# South Bend Shaper Cutting Speeds



## Mister Ed (Dec 28, 2016)

I have had a SB shaper for a couple years now. I only use it once in a while when I need to make something flat. I want to change that, so recently I have been doing a bunch of reading through some old literature. I had always wondered about the cutting speeds on the shaper and really had an "aha moment" with the relationship of strokes/min and stroke length ... as they relate to cutting speed.

So, I made up the following chart and laminated it to keep at the shaper. The center section should be avg surface feet per minute, left section are the 4 different SB belt settings, and the top is stroke length in inches.
	

		
			
		

		
	







Hopefully this helps someone else. Its funny that they really do not talk much about this in their literature.


----------



## ndnchf (Dec 29, 2016)

Nice - I
I'm mathematically challenged ;-)  How did you calculate the SFPM?  I'd like to make one for my 7" AMMCO.


----------



## 12bolts (Dec 29, 2016)

Not knocking your idea. I like it and I think I will print 1 up for my shaper too. But I would be interested in the math formula used because I am coming up with a different set of numbers 

Cheers Phil


----------



## Mister Ed (Dec 29, 2016)

Well, I think I have it correct, maybe not. I also rounded. I will try and dig up the couple items I was reading when the light bulb came on in my noggin. What I was not getting before was that for every revolution of the crank arm you have both a cutting stroke and a return stroke ... easy enough. But since the return stroke is faster than the cutting stroke, things get complicated. The documentation that I was reading stated that as a general rule (for a crank shaper) 3/5 of the revolution was the cutting stroke and the other 2/5 would be the return stroke. So, in the formula below the 7 (or .14=1/7) is really 3/5 x 12. The 12 is simply converting inches to feet.

I used this formula:
SFPM= (stroke per min) x (stroke in inches) x .14   [ This is the same as (stroke per min) x (stroke in inches)/7]
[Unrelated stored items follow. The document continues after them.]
//! Recalculation engine.
//!
//! Pure, synchronous and deterministic: a [`RecalculationRequest`] snapshot in,
//! a [`RecalculationOutcome`] out. Persisted runs and previews both go through
//! [`recalculate`].

use chrono::NaiveDate;
use log::{debug, info};
use serde::{Deserialize, Serialize};
use std::collections::{HashMap, HashSet};
use std::fmt;

use super::dependencies::{enforce_dependencies, DEFAULT_MAX_DEPENDENCY_PASSES};
use super::distributor::{distribute_block, DistributionContext};
use super::offsets::{resolve_block_key, OffsetSource};
use super::window::{scale_window, BlockWindow, LeadTime};
use crate::models::{today_utc, Block, BlockId, Distribution, Task, TaskId};

/// Days past `today` used for dates that would otherwise be in the past.
pub const DEFAULT_GRACE_DAYS: u32 = 2;

/// In-memory snapshot a run works on.
#[derive(Debug, Clone, Serialize, Deserialize)]
pub struct RecalculationRequest {
    pub event_date: NaiveDate,
    /// Floor below which no due date may fall
    pub today: NaiveDate,
    pub blocks: Vec<Block>,
    pub tasks: Vec<Task>,
    pub distribution: Distribution,
    pub respect_locks: bool,
    pub grace_days: u32,
    pub max_dependency_passes: usize,
}

impl RecalculationRequest {
    /// Request with default options and `today` set to the current UTC date.
    pub fn new(event_date: NaiveDate, blocks: Vec<Block>, tasks: Vec<Task>) -> Self {
        Self {
            event_date,
            today: today_utc(),
            blocks,
            tasks,
            distribution: Distribution::default(),
            respect_locks: true,
            grace_days: DEFAULT_GRACE_DAYS,
            max_dependency_passes: DEFAULT_MAX_DEPENDENCY_PASSES,
        }
    }

    pub fn with_today(mut self, today: NaiveDate) -> Self {
        self.today = today;
        self
    }

    pub fn with_distribution(mut self, distribution: Distribution) -> Self {
        self.distribution = distribution;
        self
    }

    pub fn with_respect_locks(mut self, respect_locks: bool) -> Self {
        self.respect_locks = respect_locks;
        self
    }

    pub fn with_grace_days(mut self, grace_days: u32) -> Self {
        self.grace_days = grace_days;
        self
    }

    pub fn with_max_dependency_passes(mut self, passes: usize) -> Self {
        self.max_dependency_passes = passes;
        self
    }
}

/// Advisory notes attached to a run. None of them abort the run.
#[derive(Debug, Clone, PartialEq, Serialize, Deserialize)]
#[serde(tag = "kind", rename_all = "snake_case")]
pub enum RecalcNote {
    /// Lead time below two months
    CompressedSchedule,
    UnresolvedBlockKey { block_id: BlockId, key: String },
    OverlappingBlocks { earlier: BlockId, later: BlockId },
    UnplacedTasks { block_id: BlockId, count: usize },
    PossibleDependencyCycle { passes: usize },
    PinnedDependencyViolation { task_id: TaskId, depends_on: TaskId },
    DueAfterEvent { count: usize },
}

impl fmt::Display for RecalcNote {
    fn fmt(&self, f: &mut fmt::Formatter<'_>) -> fmt::Result {
        match self {
            RecalcNote::CompressedSchedule => {
                write!(f, "Compressed schedule: weekly mode suggested")
            }
            RecalcNote::UnresolvedBlockKey { block_id, key } => write!(
                f,
                "Block {} has unrecognized key '{}'; scheduled at the event week",
                block_id, key
            ),
            RecalcNote::OverlappingBlocks { earlier, later } => write!(
                f,
                "Block {} starts before block {} ends",
                later, earlier
            ),
            RecalcNote::UnplacedTasks { block_id, count } => write!(
                f,
                "{} task(s) in block {} kept their dates: every day of the window is locked",
                count, block_id
            ),
            RecalcNote::PossibleDependencyCycle { passes } => write!(
                f,
                "Dependency pass stopped after {} iterations: possible unresolved circular dependencies",
                passes
            ),
            RecalcNote::PinnedDependencyViolation {
                task_id,
                depends_on,
            } => write!(
                f,
                "Locked task {} is due before its dependency {}",
                task_id, depends_on
            ),
            RecalcNote::DueAfterEvent { count } => {
                write!(f, "{} task(s) are due after the event date", count)
            }
        }
    }
}

/// New window of one block.
#[derive(Debug, Clone, PartialEq, Serialize, Deserialize)]
pub struct BlockWindowUpdate {
    pub block_id: BlockId,
    pub start_date: NaiveDate,
    pub end_date: NaiveDate,
    pub offset_source: OffsetSource,
}

/// New due date of one task.
#[derive(Debug, Clone, PartialEq, Eq, Serialize, Deserialize)]
pub struct TaskDueDateUpdate {
    pub task_id: TaskId,
    pub due_date: NaiveDate,
    pub previous_due_date: Option<NaiveDate>,
    pub overdue_on_original_plan: bool,
}

impl TaskDueDateUpdate {
    pub fn is_changed(&self) -> bool {
        self.previous_due_date != Some(self.due_date)
    }
}

/// Everything a run produces. The engine persists nothing.
#[derive(Debug, Clone, PartialEq, Serialize, Deserialize)]
pub struct RecalculationOutcome {
    /// Scale factor rounded to two decimals
    pub scale_factor: f64,
    /// Lead time in average months, rounded to two decimals
    pub lead_time_months: f64,
    pub lead_time_days: i64,
    pub blocks: Vec<BlockWindowUpdate>,
    pub tasks: Vec<TaskDueDateUpdate>,
    pub updated_count: usize,
    pub skipped_locked_count: usize,
    pub unassigned_task_ids: Vec<TaskId>,
    pub notes: Vec<RecalcNote>,
}

impl RecalculationOutcome {
    pub fn note_messages(&self) -> Vec<String> {
        self.notes.iter().map(ToString::to_string).collect()
    }

    pub fn window_for(&self, block_id: BlockId) -> Option<&BlockWindowUpdate> {
        self.blocks.iter().find(|b| b.block_id == block_id)
    }

    pub fn due_date_for(&self, task_id: TaskId) -> Option<NaiveDate> {
        self.tasks
            .iter()
            .find(|t| t.task_id == task_id)
            .map(|t| t.due_date)
    }
}

fn round2(value: f64) -> f64 {
    (value * 100.0).round() / 100.0
}

/// Run a full recalculation over the request snapshot.
pub fn recalculate(request: &RecalculationRequest) -> RecalculationOutcome {
    let lead = LeadTime::between(request.event_date, request.today);
    let mut notes = Vec::new();
    if lead.is_compressed() {
        notes.push(RecalcNote::CompressedSchedule);
    }

    let mut blocks: Vec<&Block> = request.blocks.iter().filter(|b| !b.is_general).collect();
    blocks.sort_by_key(|b| (b.order, b.id));

    let mut windows: Vec<(BlockId, BlockWindow)> = Vec::with_capacity(blocks.len());
    let mut block_updates = Vec::with_capacity(blocks.len());
    for block in &blocks {
        let resolved = resolve_block_key(&block.key);
        if !resolved.is_resolved() {
            notes.push(RecalcNote::UnresolvedBlockKey {
                block_id: block.id,
                key: block.key.clone(),
            });
        }
        let window = scale_window(request.event_date, &resolved.offsets, lead.scale_factor);
        debug!(
            "Block {} ('{}') window {} .. {}",
            block.id, block.key, window.start, window.end
        );
        windows.push((block.id, window));
        block_updates.push(BlockWindowUpdate {
            block_id: block.id,
            start_date: window.start,
            end_date: window.end,
            offset_source: resolved.source,
        });
    }

    for pair in windows.windows(2) {
        let ((earlier, first), (later, second)) = (pair[0], pair[1]);
        if first.overlaps_next(&second) {
            notes.push(RecalcNote::OverlappingBlocks { earlier, later });
        }
    }

    let mut by_block: HashMap<BlockId, Vec<&Task>> = HashMap::new();
    for task in &request.tasks {
        by_block.entry(task.block_id).or_default().push(task);
    }

    let mut dates: HashMap<TaskId, NaiveDate> = request
        .tasks
        .iter()
        .filter_map(|t| t.due_date.map(|d| (t.id, d)))
        .collect();

    let ctx = DistributionContext {
        distribution: request.distribution,
        respect_locks: request.respect_locks,
        today: request.today,
        grace_days: request.grace_days,
    };

    let mut placements = Vec::new();
    let mut skipped_locked_count = 0;
    let mut unassigned_task_ids = Vec::new();
    for (block_id, window) in &windows {
        let Some(block_tasks) = by_block.get(block_id) else {
            continue;
        };
        let distribution = distribute_block(window, block_tasks, &ctx, &mut dates);
        skipped_locked_count += distribution.skipped_locked;
        if !distribution.unassigned.is_empty() {
            notes.push(RecalcNote::UnplacedTasks {
                block_id: *block_id,
                count: distribution.unassigned.len(),
            });
            unassigned_task_ids.extend(distribution.unassigned);
        }
        placements.extend(distribution.placements);
    }

    let movable: HashSet<TaskId> = placements.iter().map(|p| p.task_id).collect();
    let report = enforce_dependencies(
        &request.tasks,
        &mut dates,
        &movable,
        request.max_dependency_passes,
    );
    if !report.converged {
        notes.push(RecalcNote::PossibleDependencyCycle {
            passes: report.passes,
        });
    }
    for (task_id, depends_on) in report.pinned_violations {
        notes.push(RecalcNote::PinnedDependencyViolation {
            task_id,
            depends_on,
        });
    }

    let previous: HashMap<TaskId, Option<NaiveDate>> =
        request.tasks.iter().map(|t| (t.id, t.due_date)).collect();
    let task_updates: Vec<TaskDueDateUpdate> = placements
        .iter()
        .map(|p| TaskDueDateUpdate {
            task_id: p.task_id,
            due_date: dates.get(&p.task_id).copied().unwrap_or(p.due_date),
            previous_due_date: previous.get(&p.task_id).copied().flatten(),
            overdue_on_original_plan: p.overdue_on_original_plan,
        })
        .collect();

    let after_event = task_updates
        .iter()
        .filter(|t| t.due_date > request.event_date)
        .count();
    if after_event > 0 {
        notes.push(RecalcNote::DueAfterEvent { count: after_event });
    }

    let updated_count = task_updates.iter().filter(|t| t.is_changed()).count();

    info!(
        "Recalculated {} blocks: scale factor {:.2}, {} updated, {} locked skipped, {} notes",
        block_updates.len(),
        lead.scale_factor,
        updated_count,
        skipped_locked_count,
        notes.len()
    );

    RecalculationOutcome {
        scale_factor: round2(lead.scale_factor),
        lead_time_months: round2(lead.months),
        lead_time_days: lead.days,
        blocks: block_updates,
        tasks: task_updates,
        updated_count,
        skipped_locked_count,
        unassigned_task_ids,
        notes,
    }
}
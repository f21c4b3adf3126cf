//! Window scaling: canonical month offsets to concrete, week-aligned dates.

use chrono::NaiveDate;
use serde::{Deserialize, Serialize};

use super::offsets::CanonicalOffsets;
use crate::models::{days_between, months_before, shift_days, start_of_week, AVERAGE_MONTH_DAYS};

/// Lead time the canonical plan is written for.
pub const CANONICAL_LEAD_MONTHS: f64 = 12.0;
/// Upper bound on window expansion for generous lead times.
pub const MAX_SCALE_FACTOR: f64 = 2.0;
/// Below this lead time the plan is flagged as compressed.
pub const COMPRESSED_LEAD_MONTHS: f64 = 2.0;

/// Lead time between `today` and the event, and the resulting scale factor.
#[derive(Debug, Clone, Copy, PartialEq, Serialize, Deserialize)]
pub struct LeadTime {
    pub days: i64,
    pub months: f64,
    pub scale_factor: f64,
}

impl LeadTime {
    pub fn between(event_date: NaiveDate, today: NaiveDate) -> Self {
        let days = days_between(event_date, today).max(0);
        let months = days as f64 / AVERAGE_MONTH_DAYS;
        let scale_factor = (months / CANONICAL_LEAD_MONTHS).clamp(0.0, MAX_SCALE_FACTOR);
        Self {
            days,
            months,
            scale_factor,
        }
    }

    pub fn is_compressed(&self) -> bool {
        self.months < COMPRESSED_LEAD_MONTHS
    }
}

/// Inclusive date range a block's tasks are scheduled into.
#[derive(Debug, Clone, Copy, PartialEq, Eq, Serialize, Deserialize)]
pub struct BlockWindow {
    pub start: NaiveDate,
    pub end: NaiveDate,
}

impl BlockWindow {
    pub fn contains(&self, date: NaiveDate) -> bool {
        self.start <= date && date <= self.end
    }

    /// Calendar days from start to end (zero for a single-day window).
    pub fn span_days(&self) -> i64 {
        days_between(self.end, self.start)
    }

    /// True when `other` starts strictly before this window ends.
    pub fn overlaps_next(&self, other: &BlockWindow) -> bool {
        other.start < self.end
    }
}

fn scaled_months(months: f64, scale_factor: f64) -> u32 {
    (months * scale_factor).max(0.0).round() as u32
}

/// Scale a block's canonical offsets against the event date.
///
/// Both edges snap to the Monday of their week. An inverted window is widened
/// to one week from its start, never past the event date.
pub fn scale_window(
    event_date: NaiveDate,
    offsets: &CanonicalOffsets,
    scale_factor: f64,
) -> BlockWindow {
    let start = start_of_week(months_before(
        event_date,
        scaled_months(offsets.months_before_start, scale_factor),
    ));
    let end = start_of_week(months_before(
        event_date,
        scaled_months(offsets.months_before_end, scale_factor),
    ));

    let end = if end < start {
        shift_days(start, 7).min(event_date).max(start)
    } else {
        end
    };

    BlockWindow { start, end }
}
//! Router configuration for the HTTP API.

use axum::{
    extract::DefaultBodyLimit,
    routing::{get, post},
    Router,
};
use tower_http::{
    compression::CompressionLayer,
    cors::{Any, CorsLayer},
    trace::TraceLayer,
};

use super::handlers;
use super::state::AppState;

/// Create the main application router with all routes and middleware.
pub fn create_router(state: AppState) -> Router {
    let cors = CorsLayer::new()
        .allow_origin(Any)
        .allow_methods(Any)
        .allow_headers(Any);

    let api_v1 = Router::new()
        .route(
            "/timelines",
            get(handlers::list_timelines).post(handlers::create_timeline),
        )
        .route("/timelines/{timeline_id}", get(handlers::get_timeline))
        .route(
            "/timelines/{timeline_id}/anchor",
            get(handlers::get_anchor).put(handlers::update_anchor),
        )
        .route("/timelines/{timeline_id}/recalculate", post(handlers::recalculate))
        .route(
            "/timelines/{timeline_id}/recalculate/preview",
            post(handlers::preview_recalculation),
        )
        .route("/timelines/{timeline_id}/runs", get(handlers::list_runs));

    Router::new()
        .route("/health", get(handlers::health_check))
        .nest("/v1", api_v1)
        // Imports carry whole checklists
        .layer(DefaultBodyLimit::max(10 * 1024 * 1024))
        .layer(CompressionLayer::new())
        .layer(TraceLayer::new_for_http())
        .layer(cors)
        .with_state(state)
}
Or to get stroke/min for a particular SFPM:
stroke per min = (SFPM x 7) / stroke length


----------



## Mister Ed (Dec 29, 2016)

Here is the one publication that I used. This is from the New York Education Dept and over on the NEME site:
http://www.neme-s.org/Shaper Books/Shaper Work/Section 18 Description of Speeds and Feeds.pdf

This section starts on page 293. Take a look at page 295 and the top of 296. Then page 299 to page 303.

I wondered about the 3/5 - 2/5 rule on the strokes and if this was brand specific. But I did see this used in a couple more places as well ... so I figure it must be close enough. It is at least better than what I had before ... nothing, LOL.


----------



## ndnchf (Dec 29, 2016)

Thanks - I'm making my AMMCO table now.


----------



## ndnchf (Dec 29, 2016)

Thanks a lot Mr. Ed.  I made one using your formula (and rounding) for my AMMCO 7" shaper.


----------



## Mister Ed (Dec 29, 2016)

There you go! If you get a chance read those pages of the link I posted (that is where the formula came from). Even if you skip the gory details, the overall topic helped me with the understanding.

I have made it a goal this year to pay more attention to speeds on all my machines.


----------



## 12bolts (Dec 29, 2016)

M.E.
I just went out and cranked my shaper by hand, and (without resorting to an indicator or protractor for testing), I get, (on the bull wheel), cut stroke starting at 270° to 100° (about 53%) of a revolution, dwell time 100° to 120°, return stroke starting at 120° to 260° (about 39% of a revolution, or close enough to 2/5 ) and dwell time again 260° to 270°.
But to go back to the math, (and just for simplicity) if we used an RPM of 12 and a stroke length of 1" I calculate that to be 12"/minute, or 1'/min. If we up the speed to, (your slowest), 42 RPM, that is 3.5 times faster than 12 RPM, so now are we cutting at 3 1/2 ' per min??? Even if we factor in a fudge amount for 53% of the revolution, you might get to 4SFM. Or am I just oversimplifying the math? Happy to be wrong

Cheers Phil


----------



## CluelessNewB (Dec 29, 2016)

FWIW the 1967 South Bend Catalog (available here on H-M) says the range is 3 to 114 fpm.


----------



## Mister Ed (Dec 29, 2016)

Phil - I see the piece you are not connecting on. One of the same little bits that had me confused.


12bolts said:


> But to go back to the math, (and just for simplicity) if we used an RPM of 12 and a stroke length of 1" I calculate that to be 12"/minute, or 1'/min.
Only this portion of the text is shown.